Victory for free speech as Pastor James McConnell found not guilty over “grossly offensive” sermon
Posted: Tue, 05 Jan 2016
The National Secular Society has welcomed a court's ruling that Northern Ireland Pastor James McConnell is "not guilty" for a sermon he uploaded online that was critical of Islam.
NSS campaigns manager Stephen Evans described the ruling as a "welcome reassertion of the fundamental right to freedom of expression."
He added, "While we and many others disagree strongly with the tone and content of the Pastor's remarks, a heartening and broad coalition of groups have stood up for his right to express his views.
"At a time when freedom of speech is being curtailed and put at risk in any number of ways, this is a much needed statement from the judge that free speech will be defended and that Islam is not off-limits.
"While we welcome the ruling, serious questions remain about the PPS' decision to pursue this case, particularly given that it was brought about after a complaint from a man who had to retract his praise for the Islamic State's rule."
Dr Raied Al-Wazzan, who said Mosul "has become the most peaceful city in the world" under IS, was described as the "chief witness" for the prosecution.
The NSS had written to the Northern Ireland Public Prosecution Service in an attempt to have the prosecution called off and criticising their "chilling" decision to go ahead with the case.

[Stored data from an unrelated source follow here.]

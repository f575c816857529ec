//! HTTP surface: public pages, JSON API and the admin area.

pub mod admin;
pub mod api;
pub mod page_cache;
pub mod pages;
pub mod templates;

use std::sync::Arc;
use std::time::Duration;

use axum::extract::State;
use axum::http::Uri;
use axum::middleware::from_fn_with_state;
use axum::response::Redirect;
use axum::routing::get;
use axum::Router;
use tower_http::cors::{Any, CorsLayer};
use tower_http::trace::TraceLayer;

use crate::config::Config;
use crate::error::{AppError, AppResult};
use crate::i18n::Locale;
use crate::mailer::{Mailer, Notifier};
use crate::middleware::locale::redirect_unprefixed;
use crate::repository::Repositories;
use crate::services::{
    AdminService, AuthService, EnquiryService, InventoryService, PreApprovalService,
};
use crate::storage::StorageBackend;

use page_cache::PageCache;
use templates::Templates;

#[derive(Clone)]
pub struct AppState {
    pub inventory: InventoryService,
    pub enquiries: EnquiryService,
    pub pre_approvals: PreApprovalService,
    pub admin: AdminService,
    pub auth: AuthService,
    pub pages: Arc<PageCache>,
    pub templates: Arc<Templates>,
    pub default_locale: Locale,
}

impl AppState {
    pub fn new(
        config: &Config,
        repos: Repositories,
        storage: Option<Arc<dyn StorageBackend>>,
        mailer: Arc<dyn Mailer>,
    ) -> AppResult<Self> {
        let pages = Arc::new(PageCache::new(
            config.page_cache_capacity,
            Duration::from_secs(config.page_cache_ttl_secs),
        ));
        let templates = Arc::new(Templates::new()?);
        let notifier = Notifier::new(
            mailer,
            templates.clone(),
            config.mail_from.clone(),
            config.dealership_inbox.clone(),
        );

        Ok(Self {
            inventory: InventoryService::new(repos.cars.clone()),
            enquiries: EnquiryService::new(
                repos.enquiries.clone(),
                repos.cars.clone(),
                notifier.clone(),
            ),
            pre_approvals: PreApprovalService::new(repos.applications.clone(), notifier),
            auth: AuthService::new(
                repos.admins.clone(),
                config.jwt_secret.clone(),
                config.session_ttl_hours,
                config.secure_cookies,
            ),
            admin: AdminService::new(repos, storage, pages.clone()),
            pages,
            templates,
            default_locale: config.default_locale,
        })
    }
}

pub fn router(state: AppState) -> Router {
    let cors = CorsLayer::new()
        .allow_origin(Any)
        .allow_headers(Any)
        .allow_methods(Any);

    Router::new()
        .merge(api::router())
        .merge(pages::router())
        .merge(admin::router(state.auth.clone()))
        .route("/", get(root))
        .layer(from_fn_with_state(state.default_locale, redirect_unprefixed))
        .layer(TraceLayer::new_for_http())
        .layer(cors)
        .with_state(state)
}

/// Non-GET requests to `/` skip the locale redirect and land here.
async fn root(State(state): State<AppState>) -> Redirect {
    Redirect::temporary(&format!("/{}", state.default_locale))
}

/// `{path}?status=success|error&message=...` for post-redirect-get flows.
pub(crate) fn status_redirect(path: &str, ok: bool, message: &str) -> Redirect {
    Redirect::to(&format!(
        "{}?status={}&message={}",
        path,
        if ok { "success" } else { "error" },
        urlencoding::encode(message)
    ))
}

/// Redirects to `path` reporting the outcome. Validation and not-found
/// messages are shown to the user; anything else is logged and replaced by a
/// generic message.
pub(crate) fn outcome_redirect(path: &str, result: AppResult<()>, success: &str) -> Redirect {
    match result {
        Ok(()) => status_redirect(path, true, success),
        Err(e @ (AppError::Validation(_) | AppError::NotFound(_))) => {
            tracing::warn!("{} rejected: {}", path, e);
            status_redirect(path, false, &e.to_string())
        }
        Err(e) => {
            tracing::error!("{} failed: {}", path, e);
            status_redirect(path, false, "Something went wrong, please try again.")
        }
    }
}

/// Path and query of the request, used as the page cache key and for the
/// language toggle.
pub(crate) fn path_and_query(uri: &Uri) -> String {
    uri.path_and_query()
        .map(|pq| pq.as_str().to_string())
        .unwrap_or_else(|| uri.path().to_string())
}
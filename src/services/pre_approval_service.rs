use std::sync::Arc;

use chrono::Utc;
use rand::distr::Alphanumeric;
use rand::Rng;
use serde_json::json;
use tera::Context;

use crate::error::{AppError, AppResult};
use crate::mailer::Notifier;
use crate::models::{ApplicationDetails, NewPreApprovalApplication, PreApprovalApplication};
use crate::repository::PreApprovalRepository;
use crate::services::pdf_export::group_thousands;

/// `PRE-<7 uppercase alphanumerics>-<last 6 digits of unix millis>`.
///
/// Not checked for collisions; the reference is a display handle, the row id
/// is the key.
pub fn generate_reference_number() -> String {
    let random: String = rand::rng()
        .sample_iter(&Alphanumeric)
        .take(7)
        .map(|b| char::from(b).to_ascii_uppercase())
        .collect();
    let millis = Utc::now().timestamp_millis().rem_euclid(1_000_000);
    format!("PRE-{}-{:06}", random, millis)
}

fn validate(details: &ApplicationDetails) -> AppResult<()> {
    let required = [
        ("first_name", &details.first_name),
        ("last_name", &details.last_name),
        ("email", &details.email),
        ("phone", &details.phone),
    ];
    let missing: Vec<&str> = required
        .iter()
        .filter(|(_, value)| value.is_none())
        .map(|(name, _)| *name)
        .collect();
    if missing.is_empty() {
        Ok(())
    } else {
        Err(AppError::Validation(format!(
            "Missing required fields: {}",
            missing.join(", ")
        )))
    }
}

#[derive(Clone)]
pub struct PreApprovalService {
    applications: Arc<dyn PreApprovalRepository>,
    notifier: Notifier,
}

impl PreApprovalService {
    pub fn new(applications: Arc<dyn PreApprovalRepository>, notifier: Notifier) -> Self {
        Self {
            applications,
            notifier,
        }
    }

    pub async fn submit(&self, details: ApplicationDetails) -> AppResult<PreApprovalApplication> {
        validate(&details)?;

        let application = NewPreApprovalApplication {
            reference_number: generate_reference_number(),
            details,
        };
        let saved = self.applications.insert_application(application).await?;
        tracing::info!(
            "Pre-approval application saved: id={}, reference={}",
            saved.id,
            saved.reference_number
        );

        self.notifier
            .notify_inbox(
                format!("New pre-approval application {}", saved.reference_number),
                "email_pre_approval.html",
                &application_email_context(&saved),
                saved.details.email.clone(),
            )
            .await;
        Ok(saved)
    }
}

/// Summary for the inbox. The SSN is never part of it.
fn application_email_context(application: &PreApprovalApplication) -> Context {
    let d = &application.details;
    let money = |v: Option<f64>| {
        v.map(|v| format!("${}", group_thousands(v.round() as i64)))
            .unwrap_or_else(|| "-".into())
    };
    let text = |v: &Option<String>| v.clone().unwrap_or_else(|| "-".into());
    let employment = [&d.employment_status, &d.employer_name]
        .into_iter()
        .flatten()
        .cloned()
        .collect::<Vec<_>>()
        .join(" ");
    let vehicle = d.vehicle_name.as_ref().map(|name| {
        json!({
            "name": name,
            "price": money(d.vehicle_price),
            "vin": text(&d.vehicle_vin),
        })
    });

    let mut context = Context::new();
    context.insert("reference", &application.reference_number);
    context.insert("applicant", &d.full_name());
    context.insert("email", &text(&d.email));
    context.insert("phone", &text(&d.phone));
    context.insert("employment", if employment.is_empty() { "-" } else { employment.as_str() });
    context.insert("monthly_income", &money(d.monthly_income));
    context.insert("down_payment", &money(d.down_payment));
    context.insert("vehicle", &vehicle);
    context
}
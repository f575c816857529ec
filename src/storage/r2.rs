use s3::bucket::Bucket;
use s3::creds::Credentials;
use s3::Region;

use crate::error::{AppError, AppResult};

use super::{join_url, StorageBackend};

pub struct R2Backend {
    bucket: Box<Bucket>,
    bucket_name: String,
    public_base: String,
}

impl R2Backend {
    pub fn new(
        bucket_name: String,
        account_id: String,
        access_key: String,
        secret_key: String,
        public_url: Option<String>,
    ) -> AppResult<Self> {
        let endpoint = format!("https://{}.r2.cloudflarestorage.com", account_id);
        let region = Region::Custom {
            region: "auto".to_string(),
            endpoint: endpoint.clone(),
        };

        let credentials = Credentials::new(
            Some(&access_key),
            Some(&secret_key),
            None, // security token
            None, // session token
            None, // profile
        )
        .map_err(|e| AppError::Storage(format!("R2 credentials error: {}", e)))?;

        let bucket = Bucket::new(&bucket_name, region, credentials)
            .map_err(|e| AppError::Storage(format!("R2 bucket error: {}", e)))?;

        let public_base =
            public_url.unwrap_or_else(|| format!("{}/{}", endpoint, bucket_name));

        Ok(Self {
            bucket,
            bucket_name,
            public_base,
        })
    }
}

#[async_trait::async_trait]
impl StorageBackend for R2Backend {
    async fn upload(&self, key: &str, data: &[u8], content_type: &str) -> AppResult<String> {
        self.bucket
            .put_object_with_content_type(key, data, content_type)
            .await
            .map_err(|e| AppError::Storage(format!("R2 upload failed: {}", e)))?;

        tracing::info!(
            "R2 upload: bucket={}, key={}, size={}",
            self.bucket_name,
            key,
            data.len()
        );
        Ok(join_url(&self.public_base, key))
    }

    fn bucket(&self) -> &str {
        &self.bucket_name
    }
}
use sqlx::PgConnection;

/// Session setting read by the row-level security policies on admin-only
/// tables and on writes to `cars`. The only anonymous write to `cars` is the
/// `set_car_views` function, which touches nothing but `views`.
pub const CURRENT_ADMIN_SETTING: &str = "app.current_admin";

/// Marks the current transaction as acting on behalf of `admin_id`.
/// Transaction-local: it must be called inside `BEGIN ... COMMIT`.
pub async fn set_current_admin(conn: &mut PgConnection, admin_id: &str) -> Result<(), sqlx::Error> {
    sqlx::query("SELECT set_config($1, $2, true)")
        .bind(CURRENT_ADMIN_SETTING)
        .bind(admin_id)
        .execute(conn)
        .await?;
    Ok(())
}
pub mod admin_user;
pub mod car;
pub mod enquiry;
pub mod pre_approval;

pub use admin_user::*;
pub use car::*;
pub use enquiry::*;
pub use pre_approval::*;
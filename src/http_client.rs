use reqwest::Client;
use std::time::Duration;

#[derive(Clone)]
pub struct HttpClient {
    client: Client,
}

impl HttpClient {
    pub fn new() -> Self {
        let client = Client::builder()
            .timeout(Duration::from_secs(30))
            .build()
            .unwrap_or_else(|e| {
                tracing::warn!("Falling back to default HTTP client: {}", e);
                Client::new()
            });
        Self { client }
    }

    pub async fn post_json_with_bearer<T: serde::Serialize>(
        &self,
        url: &str,
        token: &str,
        body: &T,
    ) -> Result<reqwest::Response, reqwest::Error> {
        self.client.post(url).bearer_auth(token).json(body).send().await
    }
}

impl Default for HttpClient {
    fn default() -> Self {
        Self::new()
    }
}
//! Brand and model suggestions for the search form.

pub const MAX_SUGGESTIONS: usize = 8;

static CATALOG: &[(&str, &[&str])] = &[
    ("Acura", &["ILX", "MDX", "RDX", "TLX"]),
    ("Audi", &["A3", "A4", "A6", "Q3", "Q5", "Q7"]),
    ("BMW", &["3 Series", "5 Series", "X1", "X3", "X5"]),
    ("Buick", &["Enclave", "Encore", "Envision"]),
    ("Cadillac", &["CT5", "Escalade", "XT4", "XT5"]),
    ("Chevrolet", &["Camaro", "Colorado", "Equinox", "Malibu", "Silverado 1500", "Tahoe", "Traverse"]),
    ("Chrysler", &["300", "Pacifica"]),
    ("Dodge", &["Challenger", "Charger", "Durango", "Grand Caravan"]),
    ("Ford", &["Bronco", "Edge", "Escape", "Explorer", "F-150", "Fusion", "Mustang", "Ranger"]),
    ("GMC", &["Acadia", "Canyon", "Sierra 1500", "Terrain", "Yukon"]),
    ("Honda", &["Accord", "Civic", "CR-V", "HR-V", "Odyssey", "Pilot", "Ridgeline"]),
    ("Hyundai", &["Elantra", "Kona", "Palisade", "Santa Fe", "Sonata", "Tucson"]),
    ("Infiniti", &["Q50", "QX50", "QX60"]),
    ("Jeep", &["Cherokee", "Compass", "Gladiator", "Grand Cherokee", "Wrangler"]),
    ("Kia", &["Forte", "Optima", "Sorento", "Soul", "Sportage", "Telluride"]),
    ("Lexus", &["ES", "GX", "IS", "NX", "RX"]),
    ("Mazda", &["CX-30", "CX-5", "CX-9", "Mazda3", "Mazda6", "MX-5 Miata"]),
    ("Mercedes-Benz", &["C-Class", "E-Class", "GLC", "GLE"]),
    ("Mitsubishi", &["Outlander", "Eclipse Cross", "Mirage"]),
    ("Nissan", &["Altima", "Frontier", "Maxima", "Murano", "Pathfinder", "Rogue", "Sentra"]),
    ("Ram", &["1500", "2500"]),
    ("Subaru", &["Ascent", "Crosstrek", "Forester", "Impreza", "Legacy", "Outback"]),
    ("Tesla", &["Model 3", "Model S", "Model X", "Model Y"]),
    ("Toyota", &["4Runner", "Camry", "Corolla", "Highlander", "Prius", "RAV4", "Sienna", "Tacoma", "Tundra"]),
    ("Volkswagen", &["Atlas", "Golf", "Jetta", "Passat", "Tiguan"]),
    ("Volvo", &["S60", "XC40", "XC60", "XC90"]),
];

fn starts_with_ci(candidate: &str, prefix: &str) -> bool {
    candidate
        .get(..prefix.len())
        .is_some_and(|head| head.eq_ignore_ascii_case(prefix))
}

/// Brands starting with `prefix`, in catalog order. An empty prefix lists
/// the first few brands.
pub fn suggest_brands(prefix: &str) -> Vec<&'static str> {
    let prefix = prefix.trim();
    CATALOG
        .iter()
        .map(|(brand, _)| *brand)
        .filter(|brand| starts_with_ci(brand, prefix))
        .take(MAX_SUGGESTIONS)
        .collect()
}

/// Models of `brand` (matched case-insensitively) starting with `prefix`.
/// Unknown brands have no suggestions.
pub fn suggest_models(brand: &str, prefix: &str) -> Vec<&'static str> {
    let brand = brand.trim();
    let prefix = prefix.trim();
    CATALOG
        .iter()
        .find(|(name, _)| name.eq_ignore_ascii_case(brand))
        .map(|(_, models)| {
            models
                .iter()
                .copied()
                .filter(|model| starts_with_ci(model, prefix))
                .take(MAX_SUGGESTIONS)
                .collect()
        })
        .unwrap_or_default()
}

/// Every brand, for the search form's select list.
pub fn brands() -> Vec<&'static str> {
    CATALOG.iter().map(|(brand, _)| *brand).collect()
}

The PPS said their decision was "in the public interest" without explaining why.
Mr Evans added: "Now that McConnell has rightly been found not guilty, the PPS needs to be held to account for its reckless pursuit of this prosecution. The terrible effect on the exercise of free speech if McConnell had been found guilty are obvious.
"The right verdict has now been reached, but this case should never have been pursued."
The judge said that while McConnell had made offensive remarks, they were not "grossly offensive" under the law.
Delivering his verdict he added: "The courts need to be very careful not to criminalise speech which, however contemptible, is no more than offensive.
"It is not the task of the criminal law to censor offensive utterances."
Pastor McConnell had been charged under the Communications Act 2003 after he described Islam as "satanic" and "heathen".